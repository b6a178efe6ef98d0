//! Shared form fields for the income create and edit pages.

use maud::{Markup, html};
use time::Date;

use crate::{
    html::{FORM_LABEL_STYLE, FORM_TEXT_INPUT_STYLE},
    money::Currency,
};

use super::domain::IncomeCategory;

pub(super) struct IncomeFormDefaults<'a> {
    pub amount: Option<f64>,
    pub date: Date,
    pub description: Option<&'a str>,
    pub category: Option<&'a IncomeCategory>,
    pub currency: Currency,
}

pub(super) fn income_form_fields(defaults: &IncomeFormDefaults<'_>) -> Markup {
    let amount_str = defaults.amount.map(|amount| format!("{amount:.2}"));

    html! {
        div class="grid grid-cols-2 gap-4"
        {
            div
            {
                label
                    for="amount"
                    class=(FORM_LABEL_STYLE)
                {
                    "Amount"
                }

                input
                    name="amount"
                    id="amount"
                    type="number"
                    step="0.01"
                    min="0"
                    placeholder="0.00"
                    required
                    value=[amount_str.as_deref()]
                    class=(FORM_TEXT_INPUT_STYLE);
            }

            div
            {
                label
                    for="currency"
                    class=(FORM_LABEL_STYLE)
                {
                    "Currency"
                }

                select
                    name="currency"
                    id="currency"
                    required
                    class=(FORM_TEXT_INPUT_STYLE)
                {
                    @for currency in Currency::ALL {
                        option
                            value=(currency.code())
                            selected[currency == defaults.currency]
                        {
                            (currency.symbol()) " " (currency.name())
                        }
                    }
                }
            }
        }

        div
        {
            label
                for="description"
                class=(FORM_LABEL_STYLE)
            {
                "Description"
            }

            input
                name="description"
                id="description"
                type="text"
                placeholder="Where did the money come from?"
                required
                value=[defaults.description]
                class=(FORM_TEXT_INPUT_STYLE);
        }

        div
        {
            label
                for="category"
                class=(FORM_LABEL_STYLE)
            {
                "Category"
            }

            select
                name="category"
                id="category"
                required
                class=(FORM_TEXT_INPUT_STYLE)
            {
                @for category in &IncomeCategory::FIXED {
                    option
                        value=(category.label())
                        selected[Some(category) == defaults.category]
                    {
                        (category.label())
                    }
                }
            }
        }

        div
        {
            label
                for="date"
                class=(FORM_LABEL_STYLE)
            {
                "Date"
            }

            input
                name="date"
                id="date"
                type="date"
                value=(defaults.date)
                required
                class=(FORM_TEXT_INPUT_STYLE);
        }
    }
}
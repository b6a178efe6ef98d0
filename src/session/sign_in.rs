//! Sign in and sign out pages and endpoints.
//!
//! Verifying the user's identity (passwords, magic links, OAuth) is the job
//! of an external identity provider; this module only turns an asserted
//! email address into a cookie session.

use axum::{
    Form,
    extract::{FromRef, State},
    response::{IntoResponse, Redirect, Response},
};
use axum_extra::extract::{PrivateCookieJar, cookie::Key};
use maud::{Markup, html};
use serde::Deserialize;
use time::Duration;

use crate::{
    AppState, endpoints,
    html::{BUTTON_PRIMARY_STYLE, FORM_LABEL_STYLE, FORM_TEXT_INPUT_STYLE, base, sign_in_card},
    session::{
        Session,
        cookie::{invalidate_session_cookie, set_session_cookie},
    },
};

/// The state needed for signing a user in.
#[derive(Clone)]
pub struct SignInState {
    /// The key to be used for signing and encrypting private cookies.
    pub cookie_key: Key,
    /// The duration for which session cookies are valid.
    pub cookie_duration: Duration,
}

impl FromRef<AppState> for SignInState {
    fn from_ref(state: &AppState) -> Self {
        Self {
            cookie_key: state.cookie_key.clone(),
            cookie_duration: state.cookie_duration,
        }
    }
}

impl FromRef<SignInState> for Key {
    fn from_ref(state: &SignInState) -> Self {
        state.cookie_key.clone()
    }
}

/// The form data for signing in.
#[derive(Debug, Deserialize)]
pub struct SignInForm {
    /// The externally verified email address.
    pub email: String,
}

/// Render the sign in page.
pub async fn get_sign_in_page() -> Response {
    sign_in_view("").into_response()
}

/// Establish a session for the submitted email address and redirect to the
/// dashboard.
pub async fn post_sign_in(
    State(state): State<SignInState>,
    jar: PrivateCookieJar,
    Form(form): Form<SignInForm>,
) -> Response {
    if form.email.trim().is_empty() {
        return sign_in_view("Error: email cannot be empty").into_response();
    }

    let session = Session::for_email(&form.email);
    tracing::info!("signed in {}", session.email);

    let jar = set_session_cookie(jar, &session, state.cookie_duration);

    (jar, Redirect::to(endpoints::DASHBOARD_VIEW)).into_response()
}

/// End the current session and redirect to the sign in page.
pub async fn get_sign_out(jar: PrivateCookieJar) -> Response {
    let jar = invalidate_session_cookie(jar);

    (jar, Redirect::to(endpoints::SIGN_IN_VIEW)).into_response()
}

fn sign_in_view(error_message: &str) -> Markup {
    let form = html! {
        form
            method="post"
            action=(endpoints::SIGN_IN_API)
            class="space-y-4 md:space-y-6"
        {
            div
            {
                label
                    for="email"
                    class=(FORM_LABEL_STYLE)
                {
                    "Email"
                }

                input
                    id="email"
                    type="email"
                    name="email"
                    placeholder="you@example.com"
                    required
                    autofocus
                    class=(FORM_TEXT_INPUT_STYLE);
            }

            @if !error_message.is_empty() {
                p class="text-red-600 dark:text-red-400"
                {
                    (error_message)
                }
            }

            button type="submit" class=(BUTTON_PRIMARY_STYLE) { "Sign in" }
        }
    };

    let content = sign_in_card("Sign in to your account", &form);

    base("Sign in", &[], &content)
}

#[cfg(test)]
mod sign_in_page_tests {
    use axum::http::StatusCode;

    use crate::{
        endpoints,
        session::get_sign_in_page,
        test_utils::{
            assert_form_input, assert_form_submit_button, assert_valid_html, must_get_form,
            parse_html_document,
        },
    };

    #[tokio::test]
    async fn render_page() {
        let response = get_sign_in_page().await;

        assert_eq!(response.status(), StatusCode::OK);

        let html = parse_html_document(response).await;
        assert_valid_html(&html);

        let form = must_get_form(&html);
        assert_eq!(
            form.value().attr("action"),
            Some(endpoints::SIGN_IN_API),
            "form should post to the sign in endpoint"
        );
        assert_form_input(&form, "email", "email");
        assert_form_submit_button(&form);
    }
}
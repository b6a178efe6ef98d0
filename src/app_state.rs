//! Implements a struct that holds the state of the REST server.

use std::{
    path::PathBuf,
    sync::{Arc, Mutex},
};

use axum::extract::FromRef;
use axum_extra::extract::cookie::Key;
use rusqlite::Connection;
use sha2::{Digest, Sha512};
use time::Duration;

use crate::{Error, attachment::AttachmentStore, db::initialize};

/// How long the search box waits for the input to settle before it triggers
/// a fetch. Every keystroke restarts the window, so at most one request is
/// in flight per pause in typing.
pub const DEFAULT_SEARCH_DEBOUNCE_MS: u64 = 300;

/// The default duration for which session cookies are valid.
const DEFAULT_COOKIE_DURATION: Duration = Duration::days(7);

/// The state of the REST server.
#[derive(Debug, Clone)]
pub struct AppState {
    /// The key to be used for signing and encrypting private cookies.
    pub cookie_key: Key,

    /// The duration for which cookies used for sessions are valid.
    pub cookie_duration: Duration,

    /// The local timezone as a canonical timezone name, e.g. "Pacific/Auckland".
    pub local_timezone: String,

    /// The quiescence window for the search box, in milliseconds.
    pub search_debounce_ms: u64,

    /// The database connection
    pub db_connection: Arc<Mutex<Connection>>,

    /// The blob store for expense and income attachments.
    pub attachment_store: AttachmentStore,
}

impl AppState {
    /// Create a new [AppState] with a SQLite database connection.
    ///
    /// This function will initialize the database by adding the tables for the domain models.
    /// `local_timezone` should be a valid, canonical timezone name, e.g. "Pacific/Auckland".
    /// `attachment_path` is the directory attachments are stored under.
    ///
    /// # Errors
    /// Returns an error if the database cannot be initialized.
    pub fn new(
        db_connection: Connection,
        cookie_secret: &str,
        local_timezone: &str,
        attachment_path: PathBuf,
    ) -> Result<Self, Error> {
        initialize(&db_connection)?;

        let connection = Arc::new(Mutex::new(db_connection));

        Ok(Self {
            cookie_key: create_cookie_key(cookie_secret),
            cookie_duration: DEFAULT_COOKIE_DURATION,
            local_timezone: local_timezone.to_owned(),
            search_debounce_ms: DEFAULT_SEARCH_DEBOUNCE_MS,
            db_connection: connection,
            attachment_store: AttachmentStore::new(attachment_path),
        })
    }
}

// this impl tells `PrivateCookieJar` how to access the key from our state
impl FromRef<AppState> for Key {
    fn from_ref(state: &AppState) -> Self {
        state.cookie_key.clone()
    }
}

/// Create a signing key for cookies from a `secret` string.
pub fn create_cookie_key(secret: &str) -> Key {
    let hash = Sha512::digest(secret);

    Key::from(&hash)
}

TO DO:
Note each line above that contains "Pacific" and copy it out.

OUTPUT OF THE EXERCISE:
    /// The local timezone as a canonical timezone name, e.g. "Pacific/Auckland".
    /// `local_timezone` should be a valid, canonical timezone name, e.g. "Pacific/Auckland".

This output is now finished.